MATERIAL FOR THE TASK:
:::::

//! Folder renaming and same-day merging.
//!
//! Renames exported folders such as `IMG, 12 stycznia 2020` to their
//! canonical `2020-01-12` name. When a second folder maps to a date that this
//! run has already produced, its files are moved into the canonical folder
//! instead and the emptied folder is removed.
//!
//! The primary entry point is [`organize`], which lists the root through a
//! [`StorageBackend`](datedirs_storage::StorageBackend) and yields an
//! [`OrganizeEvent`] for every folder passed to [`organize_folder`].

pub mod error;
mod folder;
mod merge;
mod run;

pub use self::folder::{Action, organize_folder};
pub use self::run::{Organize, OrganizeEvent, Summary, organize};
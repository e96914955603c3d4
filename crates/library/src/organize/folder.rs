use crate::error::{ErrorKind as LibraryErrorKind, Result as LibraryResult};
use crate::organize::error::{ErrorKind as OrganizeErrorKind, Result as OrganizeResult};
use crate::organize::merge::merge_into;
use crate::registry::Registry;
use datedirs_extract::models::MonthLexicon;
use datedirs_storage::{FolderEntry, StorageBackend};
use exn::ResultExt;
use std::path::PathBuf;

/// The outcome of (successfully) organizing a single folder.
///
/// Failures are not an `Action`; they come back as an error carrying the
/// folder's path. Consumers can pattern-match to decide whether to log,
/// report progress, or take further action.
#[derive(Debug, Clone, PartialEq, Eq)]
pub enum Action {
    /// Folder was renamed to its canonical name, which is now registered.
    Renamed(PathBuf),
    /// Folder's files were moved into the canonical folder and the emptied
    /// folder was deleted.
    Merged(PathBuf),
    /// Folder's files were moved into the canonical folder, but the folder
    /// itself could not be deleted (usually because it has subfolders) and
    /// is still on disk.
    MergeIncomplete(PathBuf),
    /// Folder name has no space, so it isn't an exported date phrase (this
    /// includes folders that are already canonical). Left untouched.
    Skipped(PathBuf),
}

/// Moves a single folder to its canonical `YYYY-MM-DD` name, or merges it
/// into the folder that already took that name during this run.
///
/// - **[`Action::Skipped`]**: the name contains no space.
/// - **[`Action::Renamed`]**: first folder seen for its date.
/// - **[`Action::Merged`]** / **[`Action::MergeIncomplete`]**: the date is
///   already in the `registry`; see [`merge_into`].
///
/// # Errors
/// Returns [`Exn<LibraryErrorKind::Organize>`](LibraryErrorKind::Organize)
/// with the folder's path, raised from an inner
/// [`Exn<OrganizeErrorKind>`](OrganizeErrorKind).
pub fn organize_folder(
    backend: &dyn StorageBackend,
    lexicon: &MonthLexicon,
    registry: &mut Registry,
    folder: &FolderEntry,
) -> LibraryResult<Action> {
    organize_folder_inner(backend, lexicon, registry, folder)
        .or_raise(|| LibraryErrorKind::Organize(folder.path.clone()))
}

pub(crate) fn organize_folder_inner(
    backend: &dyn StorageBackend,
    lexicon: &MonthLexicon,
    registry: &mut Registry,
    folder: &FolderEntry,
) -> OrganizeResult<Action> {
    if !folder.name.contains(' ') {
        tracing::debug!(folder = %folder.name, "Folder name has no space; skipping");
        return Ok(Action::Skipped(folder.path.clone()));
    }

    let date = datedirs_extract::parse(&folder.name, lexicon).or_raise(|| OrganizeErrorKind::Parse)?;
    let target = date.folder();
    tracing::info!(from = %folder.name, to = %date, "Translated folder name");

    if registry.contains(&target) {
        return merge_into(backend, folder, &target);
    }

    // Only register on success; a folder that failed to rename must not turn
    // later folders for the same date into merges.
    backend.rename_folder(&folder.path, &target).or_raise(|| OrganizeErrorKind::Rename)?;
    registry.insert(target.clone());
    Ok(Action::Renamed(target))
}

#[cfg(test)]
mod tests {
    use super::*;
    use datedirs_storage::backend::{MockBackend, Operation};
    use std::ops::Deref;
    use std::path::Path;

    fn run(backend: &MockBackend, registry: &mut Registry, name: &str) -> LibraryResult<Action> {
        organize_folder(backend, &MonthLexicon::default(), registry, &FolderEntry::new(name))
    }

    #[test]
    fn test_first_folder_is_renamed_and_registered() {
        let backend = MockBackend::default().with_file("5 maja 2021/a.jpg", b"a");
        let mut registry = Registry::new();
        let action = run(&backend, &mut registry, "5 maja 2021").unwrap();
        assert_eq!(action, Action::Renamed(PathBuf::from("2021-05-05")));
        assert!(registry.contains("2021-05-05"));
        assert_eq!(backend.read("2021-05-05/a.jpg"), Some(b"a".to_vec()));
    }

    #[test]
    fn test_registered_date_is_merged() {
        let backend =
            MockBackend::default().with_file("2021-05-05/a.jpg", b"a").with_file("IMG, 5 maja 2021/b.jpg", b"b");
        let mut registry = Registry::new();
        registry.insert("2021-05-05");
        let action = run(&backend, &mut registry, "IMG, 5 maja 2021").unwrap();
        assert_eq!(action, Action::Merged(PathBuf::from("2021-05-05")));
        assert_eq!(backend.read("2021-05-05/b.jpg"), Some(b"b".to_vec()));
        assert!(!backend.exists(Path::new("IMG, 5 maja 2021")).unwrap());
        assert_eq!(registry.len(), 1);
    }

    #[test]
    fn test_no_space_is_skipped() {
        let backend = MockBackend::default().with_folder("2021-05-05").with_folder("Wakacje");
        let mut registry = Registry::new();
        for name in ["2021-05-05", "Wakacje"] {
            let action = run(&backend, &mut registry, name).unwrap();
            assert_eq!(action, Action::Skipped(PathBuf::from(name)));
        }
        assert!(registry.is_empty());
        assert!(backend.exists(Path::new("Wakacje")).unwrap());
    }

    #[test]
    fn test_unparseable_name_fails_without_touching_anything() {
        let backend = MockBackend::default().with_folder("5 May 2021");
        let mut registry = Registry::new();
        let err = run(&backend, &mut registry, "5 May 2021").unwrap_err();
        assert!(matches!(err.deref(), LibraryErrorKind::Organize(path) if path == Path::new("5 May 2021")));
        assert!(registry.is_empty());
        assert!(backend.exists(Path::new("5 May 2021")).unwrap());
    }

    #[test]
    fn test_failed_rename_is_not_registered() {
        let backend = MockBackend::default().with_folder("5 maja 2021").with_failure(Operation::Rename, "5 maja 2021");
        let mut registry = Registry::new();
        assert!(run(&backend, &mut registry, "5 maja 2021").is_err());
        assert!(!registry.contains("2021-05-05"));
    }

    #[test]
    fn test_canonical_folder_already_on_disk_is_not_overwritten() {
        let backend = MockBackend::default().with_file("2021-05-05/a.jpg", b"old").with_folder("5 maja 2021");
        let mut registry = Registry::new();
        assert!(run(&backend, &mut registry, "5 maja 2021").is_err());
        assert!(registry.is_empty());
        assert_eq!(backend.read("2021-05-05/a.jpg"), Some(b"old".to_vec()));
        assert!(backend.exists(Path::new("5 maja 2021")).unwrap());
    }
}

:::::

YOUR ASSIGNMENT: Look through the entries and return every line where "insert" appears.

EXPECTED ANSWER:
    registry.insert(target.clone());
        registry.insert("2021-05-05");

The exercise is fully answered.